How much cheaper is Mistral Small 3.1 than Mistral's flagship?

Mistral Small 3.1 costs $0.1/1M input vs $3/1M for Mistral Large 2 — a 97% saving on input tokens.

Which cheap Mistral model has the largest context window?

Codestral 25.01 — 256K tokens at $0.9/1M input. Context is where budget models are least compromised: you usually lose reasoning depth before you lose window size, so a cheap model is often a perfectly good choice for summarising or extracting from long documents.

What do you give up with Mistral Small 3.1?

Weak on complex reasoning, hard coding, and nuanced writing. Not suitable for tasks requiring deep context retention or multi-step logic. Avoid it if you need reliable multi-step reasoning or coding quality — it won't hold up.

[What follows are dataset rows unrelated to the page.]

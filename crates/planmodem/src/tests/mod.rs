mod insertions;
mod positions;

/// Split `payload` into approximately equal-sized chunks without breaking
/// UTF-8 code points.
pub(crate) fn produce_chunks(payload: &str, parts: usize) -> Vec<&str> {
    assert!(parts > 0);
    let len = payload.len();
    let chunk_size = len.div_ceil(parts);
    let mut chunks = Vec::new();
    let mut start = 0;
    while start < len {
        let mut end = usize::min(start + chunk_size, len);
        while end < len && !payload.is_char_boundary(end) {
            end += 1;
        }
        chunks.push(&payload[start..end]);
        start = end;
    }
    chunks
}
pub mod shutdown;

use std::net::SocketAddr;
use std::path::PathBuf;

use clap::Parser;

pub use shutdown::ShutdownController;

#[derive(Parser, Debug, Clone)]
#[command(author, version, about, long_about = None)]
pub struct Args {
    /// Panel configuration file; defaults are used when it does not exist
    #[arg(long, default_value = "infrapanel.toml")]
    pub config: PathBuf,

    /// Overrides `[http].bind`
    #[arg(long)]
    pub bind: Option<SocketAddr>,

    #[arg(long, default_value = "false")]
    pub debug: bool,
}
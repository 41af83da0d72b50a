use axum::Json;
use axum::http::StatusCode;
use axum::response::{IntoResponse, Response};
use infrapanel_config::LogType;
use infrapanel_server_manager::ServerManagerError;
use serde::Serialize;
use thiserror::Error;
use tracing::error;

#[derive(Debug, Error)]
pub enum ApiError {
    #[error(transparent)]
    Manager(#[from] ServerManagerError),

    #[error("Invalid request: {0}")]
    BadRequest(String),
}

#[derive(Debug, Serialize)]
struct ErrorBody {
    error: String,
}

impl ApiError {
    pub fn status_code(&self) -> StatusCode {
        match self {
            Self::BadRequest(_) => StatusCode::BAD_REQUEST,
            Self::Manager(e) => match e {
                ServerManagerError::NotFound(_) | ServerManagerError::LogNotFound(_) => {
                    StatusCode::NOT_FOUND
                }
                ServerManagerError::AlreadyRunning(_)
                | ServerManagerError::InvalidState(_)
                | ServerManagerError::StdinUnavailable(_)
                | ServerManagerError::Ambiguous(_) => StatusCode::CONFLICT,
                ServerManagerError::InvalidCommand(_) => StatusCode::BAD_REQUEST,
                _ => StatusCode::INTERNAL_SERVER_ERROR,
            },
        }
    }
}

impl IntoResponse for ApiError {
    fn into_response(self) -> Response {
        let status = self.status_code();
        if status.is_server_error() {
            error!(log_type = LogType::Http.as_str(), "Request failed: {}", self);
        }

        let body = ErrorBody {
            error: self.to_string(),
        };
        (status, Json(body)).into_response()
    }
}

pub type ApiResult<T> = std::result::Result<T, ApiError>;

#[cfg(test)]
mod tests {
    use super::*;

    #[test]
    fn test_status_mapping() {
        let cases = [
            (ServerManagerError::NotFound("x".into()), StatusCode::NOT_FOUND),
            (ServerManagerError::LogNotFound("x".into()), StatusCode::NOT_FOUND),
            (ServerManagerError::AlreadyRunning("x".into()), StatusCode::CONFLICT),
            (ServerManagerError::invalid_state("x"), StatusCode::CONFLICT),
            (ServerManagerError::StdinUnavailable("x".into()), StatusCode::CONFLICT),
            (ServerManagerError::Ambiguous("x".into()), StatusCode::CONFLICT),
            (ServerManagerError::InvalidCommand("x".into()), StatusCode::BAD_REQUEST),
            (ServerManagerError::SpawnFailed("x".into()), StatusCode::INTERNAL_SERVER_ERROR),
            (ServerManagerError::ArtifactMissing("x".into()), StatusCode::INTERNAL_SERVER_ERROR),
        ];

        for (error, expected) in cases {
            assert_eq!(ApiError::from(error).status_code(), expected);
        }
        assert_eq!(
            ApiError::BadRequest("offset".into()).status_code(),
            StatusCode::BAD_REQUEST
        );
    }
}
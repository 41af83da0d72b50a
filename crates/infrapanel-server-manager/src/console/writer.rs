use std::path::{Path, PathBuf};

use infrapanel_config::LogType;
use tokio::fs::{self, File, OpenOptions};
use tokio::io::AsyncWriteExt;
use tokio::sync::mpsc;
use tokio::task::JoinHandle;
use tokio_util::sync::CancellationToken;
use tracing::{debug, warn};

use crate::error::Result;

const CHANNEL_CAPACITY: usize = 256;

/// Append-mode console file fed by a single writer task.
///
/// Every output pipe of a process gets a clone of [`sender`](Self::sender).
/// The writer stops when `closed` fires or every sender is gone, writing out
/// whatever was already queued before it flushes.
#[derive(Debug)]
pub struct ConsoleStream {
    path: PathBuf,
    sender: mpsc::Sender<Vec<u8>>,
    closed: CancellationToken,
    task: JoinHandle<()>,
}

impl ConsoleStream {
    pub async fn open(path: &Path, closed: CancellationToken) -> Result<Self> {
        if let Some(parent) = path.parent()
            && !parent.as_os_str().is_empty()
        {
            fs::create_dir_all(parent).await?;
        }

        let file = OpenOptions::new()
            .create(true)
            .append(true)
            .open(path)
            .await?;

        let (sender, receiver) = mpsc::channel(CHANNEL_CAPACITY);
        let task = tokio::spawn(write_loop(
            file,
            receiver,
            closed.clone(),
            path.to_path_buf(),
        ));

        Ok(Self {
            path: path.to_path_buf(),
            sender,
            closed,
            task,
        })
    }

    pub fn path(&self) -> &Path {
        &self.path
    }

    pub fn sender(&self) -> mpsc::Sender<Vec<u8>> {
        self.sender.clone()
    }

    pub async fn write_line(&self, line: &str) {
        let mut bytes = line.as_bytes().to_vec();
        if !line.ends_with('\n') {
            bytes.push(b'\n');
        }
        let _ = self.sender.send(bytes).await;
    }

    /// Closes the stream and waits until the file is flushed.
    pub async fn finish(self) {
        let Self {
            sender,
            closed,
            task,
            path,
        } = self;
        drop(sender);
        closed.cancel();
        if let Err(e) = task.await {
            warn!(
                log_type = LogType::Console.as_str(),
                "Console writer for {} ended abnormally: {}",
                path.display(),
                e
            );
        }
    }
}

async fn write_loop(
    mut file: File,
    mut receiver: mpsc::Receiver<Vec<u8>>,
    closed: CancellationToken,
    path: PathBuf,
) {
    loop {
        tokio::select! {
            biased;
            chunk = receiver.recv() => match chunk {
                Some(chunk) => {
                    if !append(&mut file, &chunk, &path).await {
                        break;
                    }
                }
                None => break,
            },
            _ = closed.cancelled() => {
                receiver.close();
                while let Some(chunk) = receiver.recv().await {
                    if !append(&mut file, &chunk, &path).await {
                        break;
                    }
                }
                break;
            }
        }
    }

    if let Err(e) = file.flush().await {
        warn!(
            log_type = LogType::Console.as_str(),
            "Failed to flush console log {}: {}",
            path.display(),
            e
        );
    }
    debug!(
        log_type = LogType::Console.as_str(),
        "Closed console log {}",
        path.display()
    );
}

async fn append(file: &mut File, chunk: &[u8], path: &Path) -> bool {
    match file.write_all(chunk).await {
        Ok(()) => true,
        Err(e) => {
            warn!(
                log_type = LogType::Console.as_str(),
                "Failed to append to console log {}: {}",
                path.display(),
                e
            );
            false
        }
    }
}

/// Splits a raw byte stream into lines for pattern matching.
#[derive(Debug, Default)]
pub struct LineBuffer {
    pending: Vec<u8>,
}

impl LineBuffer {
    pub fn push(&mut self, chunk: &[u8]) -> Vec<String> {
        self.pending.extend_from_slice(chunk);

        let mut lines = Vec::new();
        while let Some(pos) = self.pending.iter().position(|b| *b == b'\n') {
            let line: Vec<u8> = self.pending.drain(..=pos).collect();
            lines.push(decode_line(&line));
        }
        lines
    }

    /// Whatever trails the last newline, if anything.
    pub fn finish(&mut self) -> Option<String> {
        if self.pending.is_empty() {
            return None;
        }
        let line = std::mem::take(&mut self.pending);
        Some(decode_line(&line))
    }
}

fn decode_line(bytes: &[u8]) -> String {
    String::from_utf8_lossy(bytes)
        .trim_end_matches(['\n', '\r'])
        .to_string()
}
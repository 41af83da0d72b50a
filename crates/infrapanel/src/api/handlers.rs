use axum::Json;
use axum::extract::rejection::{JsonRejection, QueryRejection};
use axum::extract::{Path, Query, State};
use axum::http::header;
use axum::response::IntoResponse;
use infrapanel_server_manager::{ConsoleTail, OperationOutcome, ServerRecord};
use serde::Deserialize;

use super::AppState;
use super::error::{ApiError, ApiResult};

#[derive(Debug, Deserialize)]
pub struct CommandRequest {
    pub command: String,
}

#[derive(Debug, Default, Deserialize)]
pub struct ConsoleQuery {
    #[serde(default)]
    pub offset: Option<u64>,
}

pub async fn list_servers(State(state): State<AppState>) -> ApiResult<Json<Vec<ServerRecord>>> {
    Ok(Json(state.manager.list_servers().await?))
}

pub async fn start_server(
    State(state): State<AppState>,
    Path(name): Path<String>,
) -> ApiResult<Json<OperationOutcome>> {
    Ok(Json(state.manager.start_server(&name).await?))
}

pub async fn stop_server(
    State(state): State<AppState>,
    Path(name): Path<String>,
) -> ApiResult<Json<OperationOutcome>> {
    Ok(Json(state.manager.stop_server(&name).await?))
}

pub async fn restart_server(
    State(state): State<AppState>,
    Path(name): Path<String>,
) -> ApiResult<Json<OperationOutcome>> {
    Ok(Json(state.manager.restart_server(&name).await?))
}

pub async fn send_command(
    State(state): State<AppState>,
    Path(id): Path<String>,
    body: Result<Json<CommandRequest>, JsonRejection>,
) -> ApiResult<Json<OperationOutcome>> {
    let Json(request) = body.map_err(|e| ApiError::BadRequest(e.body_text()))?;
    Ok(Json(state.manager.send_command(&id, &request.command).await?))
}

pub async fn tail_console(
    State(state): State<AppState>,
    Path(id): Path<String>,
    query: Result<Query<ConsoleQuery>, QueryRejection>,
) -> ApiResult<Json<ConsoleTail>> {
    let Query(query) = query.map_err(|e| ApiError::BadRequest(e.body_text()))?;
    let offset = query.offset.unwrap_or(0);
    Ok(Json(state.manager.tail_console(&id, offset).await?))
}

pub async fn full_log(
    State(state): State<AppState>,
    Path(id): Path<String>,
) -> ApiResult<impl IntoResponse> {
    let log = state.manager.full_log(&id).await?;
    Ok(([(header::CONTENT_TYPE, "text/plain; charset=utf-8")], log))
}
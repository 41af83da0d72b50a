//! Process lifecycle core of Infrapanel: spawning game servers, capturing
//! their consoles and keeping the persisted registry in line with the OS.

pub mod artifact;
pub mod console;
pub mod error;
pub mod matcher;
pub mod memory;
pub mod model;
pub mod monitor;
pub mod process;
pub mod provision;
pub mod registry;
pub mod server_manager;

pub use artifact::{ArtifactProvider, HttpArtifactProvider, NoArtifactProvider};
pub use console::ConsoleTail;
pub use error::{Result, ServerManagerError};
pub use matcher::{LogMatcher, MatcherRegistry, PlayerEvent};
pub use model::{ServerRecord, ServerStatus, SoftwareType};
pub use monitor::{ReconcileReport, StartupReconciler, StatsPoller};
pub use process::{ProcessHandle, ProcessTable};
pub use provision::Installer;
pub use registry::ServerRegistry;
pub use server_manager::{ManagerSettings, OperationOutcome, ServerManager};
use std::fmt;
use std::path::{Path, PathBuf};

use serde::{Deserialize, Deserializer, Serialize};
use serde_json::{Map, Value};
use uuid::Uuid;

pub const CONSOLE_LOG_FILE: &str = "console.log";

/// Lifecycle state of a managed server as persisted in the registry.
#[derive(Debug, Clone, Copy, PartialEq, Eq, Hash, Serialize, Deserialize, Default)]
pub enum ServerStatus {
    #[default]
    Offline,
    Starting,
    Online,
    #[serde(rename = "restarting")]
    Restarting,
    #[serde(rename = "stopping")]
    Stopping,
    Error,
}

impl ServerStatus {
    /// States in which a process is expected to exist and own a pid.
    pub fn is_active(&self) -> bool {
        matches!(
            self,
            ServerStatus::Starting | ServerStatus::Online | ServerStatus::Restarting
        )
    }

    pub fn accepts_commands(&self) -> bool {
        self.is_active()
    }

    pub fn as_str(&self) -> &'static str {
        match self {
            ServerStatus::Offline => "Offline",
            ServerStatus::Starting => "Starting",
            ServerStatus::Online => "Online",
            ServerStatus::Restarting => "restarting",
            ServerStatus::Stopping => "stopping",
            ServerStatus::Error => "Error",
        }
    }
}

impl fmt::Display for ServerStatus {
    fn fmt(&self, f: &mut fmt::Formatter<'_>) -> fmt::Result {
        f.write_str(self.as_str())
    }
}

#[derive(Debug, Clone, Copy, PartialEq, Eq, Hash, Serialize, Deserialize)]
pub enum SoftwareType {
    #[serde(rename = "PaperMC", alias = "Paper", alias = "paper", alias = "papermc")]
    Paper,
    #[serde(alias = "velocity")]
    Velocity,
    #[serde(alias = "forge")]
    Forge,
    #[serde(alias = "fabric")]
    Fabric,
    #[serde(alias = "neoforge")]
    NeoForge,
}

impl SoftwareType {
    /// Modded loader families ship a generated run script instead of a plain jar.
    pub fn is_modded(&self) -> bool {
        matches!(
            self,
            SoftwareType::Forge | SoftwareType::Fabric | SoftwareType::NeoForge
        )
    }

    pub fn requires_eula(&self) -> bool {
        !matches!(self, SoftwareType::Velocity)
    }

    pub fn accepts_nogui(&self) -> bool {
        !matches!(self, SoftwareType::Velocity)
    }
}

#[derive(Debug, Clone, PartialEq, Serialize, Deserialize)]
#[serde(rename_all = "camelCase")]
pub struct ServerRecord {
    pub id: String,
    pub name: String,
    #[serde(default)]
    pub port: u16,
    pub software_type: SoftwareType,
    #[serde(default)]
    pub server_version: String,
    #[serde(default = "default_min_ram")]
    pub min_ram: String,
    #[serde(default = "default_max_ram")]
    pub max_ram: String,
    #[serde(default, deserialize_with = "deserialize_launch_args")]
    pub launch_args: Vec<String>,

    /// Working directory override; defaults to `<servers_dir>/<id>`.
    #[serde(default, skip_serializing_if = "Option::is_none")]
    pub directory: Option<PathBuf>,
    #[serde(default = "default_jar_file")]
    pub jar_file: String,
    #[serde(default, skip_serializing_if = "Option::is_none")]
    pub artifact_url: Option<String>,

    #[serde(default)]
    pub status: ServerStatus,
    #[serde(default)]
    pub pid: Option<u32>,
    #[serde(default)]
    pub console_log_file: Option<PathBuf>,
    #[serde(default)]
    pub connected_players: Vec<String>,
    #[serde(default)]
    pub cpu_usage: f64,
    #[serde(default)]
    pub ram_usage: f64,
    #[serde(default)]
    pub current_ram: u64,
    #[serde(default, skip_serializing_if = "Option::is_none")]
    pub error: Option<String>,

    /// Fields owned by other collaborators, carried through untouched.
    #[serde(flatten)]
    pub extra: Map<String, Value>,
}

fn default_min_ram() -> String {
    "1G".to_string()
}

fn default_max_ram() -> String {
    "2G".to_string()
}

fn default_jar_file() -> String {
    "server.jar".to_string()
}

fn deserialize_launch_args<'de, D>(deserializer: D) -> Result<Vec<String>, D::Error>
where
    D: Deserializer<'de>,
{
    #[derive(Deserialize)]
    #[serde(untagged)]
    enum LaunchArgs {
        Line(String),
        List(Vec<String>),
        Missing(Option<()>),
    }

    Ok(match LaunchArgs::deserialize(deserializer)? {
        LaunchArgs::Line(line) => line.split_whitespace().map(str::to_string).collect(),
        LaunchArgs::List(list) => list,
        LaunchArgs::Missing(_) => Vec::new(),
    })
}

impl ServerRecord {
    pub fn new(name: impl Into<String>, software_type: SoftwareType) -> Self {
        Self {
            id: Uuid::new_v4().to_string(),
            name: name.into(),
            port: 25565,
            software_type,
            server_version: String::new(),
            min_ram: default_min_ram(),
            max_ram: default_max_ram(),
            launch_args: Vec::new(),
            directory: None,
            jar_file: default_jar_file(),
            artifact_url: None,
            status: ServerStatus::Offline,
            pid: None,
            console_log_file: None,
            connected_players: Vec::new(),
            cpu_usage: 0.0,
            ram_usage: 0.0,
            current_ram: 0,
            error: None,
            extra: Map::new(),
        }
    }

    pub fn working_dir(&self, servers_dir: &Path) -> PathBuf {
        self.directory
            .clone()
            .unwrap_or_else(|| servers_dir.join(&self.id))
    }

    pub fn console_log_path(&self, servers_dir: &Path) -> PathBuf {
        self.console_log_file
            .clone()
            .unwrap_or_else(|| self.working_dir(servers_dir).join(CONSOLE_LOG_FILE))
    }

    pub fn mark_running(&mut self, status: ServerStatus, pid: u32) {
        self.status = status;
        self.pid = Some(pid);
        self.error = None;
    }

    /// Leaves the active set: drops the pid, the player list and the metrics.
    pub fn mark_inactive(&mut self, status: ServerStatus) {
        self.status = status;
        self.pid = None;
        self.connected_players.clear();
        self.reset_metrics();
    }

    pub fn has_metrics(&self) -> bool {
        self.cpu_usage != 0.0 || self.ram_usage != 0.0 || self.current_ram != 0
    }

    pub fn reset_metrics(&mut self) -> bool {
        let changed = self.has_metrics();
        self.cpu_usage = 0.0;
        self.ram_usage = 0.0;
        self.current_ram = 0;
        changed
    }

    pub fn add_player(&mut self, player: &str) -> bool {
        if self.connected_players.iter().any(|p| p == player) {
            return false;
        }
        self.connected_players.push(player.to_string());
        true
    }

    pub fn remove_player(&mut self, player: &str) -> bool {
        let before = self.connected_players.len();
        self.connected_players.retain(|p| p != player);
        before != self.connected_players.len()
    }
}

#[cfg(test)]
mod tests {
    use super::*;

    #[test]
    fn test_status_serialization_matches_panel_spelling() {
        let json = serde_json::to_string(&[
            ServerStatus::Offline,
            ServerStatus::Restarting,
            ServerStatus::Stopping,
            ServerStatus::Error,
        ])
        .unwrap();
        assert_eq!(json, r#"["Offline","restarting","stopping","Error"]"#);
    }

    #[test]
    fn test_record_keeps_unknown_fields() {
        let json = r#"{
            "id": "a1",
            "name": "lobby",
            "port": 25566,
            "softwareType": "PaperMC",
            "serverVersion": "1.21.4",
            "minRam": "1G",
            "maxRam": "4G",
            "launchArgs": "-XX:+UseG1GC -Dfile.encoding=UTF-8",
            "status": "Online",
            "pid": 4242,
            "backups": ["2024-01-01.zip"],
            "owner": "admin"
        }"#;

        let record: ServerRecord = serde_json::from_str(json).unwrap();
        assert_eq!(record.software_type, SoftwareType::Paper);
        assert_eq!(
            record.launch_args,
            vec!["-XX:+UseG1GC", "-Dfile.encoding=UTF-8"]
        );
        assert_eq!(record.jar_file, "server.jar");
        assert_eq!(record.extra.len(), 2);

        let value = serde_json::to_value(&record).unwrap();
        assert_eq!(value["owner"], "admin");
        assert_eq!(value["backups"][0], "2024-01-01.zip");
        assert_eq!(value["softwareType"], "PaperMC");
        assert_eq!(value["status"], "Online");
    }

    #[test]
    fn test_null_launch_args_and_pid() {
        let json = r#"{"id":"b","name":"proxy","softwareType":"Velocity","launchArgs":null,"pid":null}"#;
        let record: ServerRecord = serde_json::from_str(json).unwrap();
        assert!(record.launch_args.is_empty());
        assert_eq!(record.pid, None);
        assert_eq!(record.status, ServerStatus::Offline);
    }

    #[test]
    fn test_mark_inactive_clears_runtime_state() {
        let mut record = ServerRecord::new("survival", SoftwareType::Fabric);
        record.mark_running(ServerStatus::Online, 100);
        record.add_player("Steve");
        record.cpu_usage = 12.5;
        record.current_ram = 900;

        record.mark_inactive(ServerStatus::Offline);

        assert_eq!(record.status, ServerStatus::Offline);
        assert_eq!(record.pid, None);
        assert!(record.connected_players.is_empty());
        assert!(!record.has_metrics());
    }

    #[test]
    fn test_players_are_an_ordered_set() {
        let mut record = ServerRecord::new("survival", SoftwareType::Paper);
        assert!(record.add_player("Steve"));
        assert!(record.add_player("Alex"));
        assert!(!record.add_player("Steve"));
        assert_eq!(record.connected_players, vec!["Steve", "Alex"]);
        assert!(record.remove_player("Steve"));
        assert!(!record.remove_player("Herobrine"));
        assert_eq!(record.connected_players, vec!["Alex"]);
    }

    #[test]
    fn test_working_dir_defaults_to_id() {
        let mut record = ServerRecord::new("survival", SoftwareType::Paper);
        let root = Path::new("/srv/servers");
        assert_eq!(record.working_dir(root), root.join(&record.id));
        assert_eq!(
            record.console_log_path(root),
            root.join(&record.id).join(CONSOLE_LOG_FILE)
        );

        record.directory = Some(PathBuf::from("/opt/mc/survival"));
        assert_eq!(record.working_dir(root), PathBuf::from("/opt/mc/survival"));
    }
}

What does Mistral Small 3.1 cost per month in practice?

On a moderate workload of 10M input and 2M output tokens, Mistral Small 3.1 runs about $1.60 against $48.00 for Mistral Large 2 — a difference of $46.40 a month at the same volume. Output tokens dominate the bill on both, so the length of the responses you generate matters far more than the length of your prompts.

Should I use one cheap Mistral model or mix tiers?

Mixing is almost always cheaper for the same quality. Route high-volume, low-stakes work — classification, extraction, first drafts, routine agent steps — to Mistral Small 3.1, and reserve Mistral Large 2 for the calls where a wrong answer costs real time. Teams that split this way typically cut spend substantially without a quality drop anyone notices, because most tokens in a real workload are not hard problems.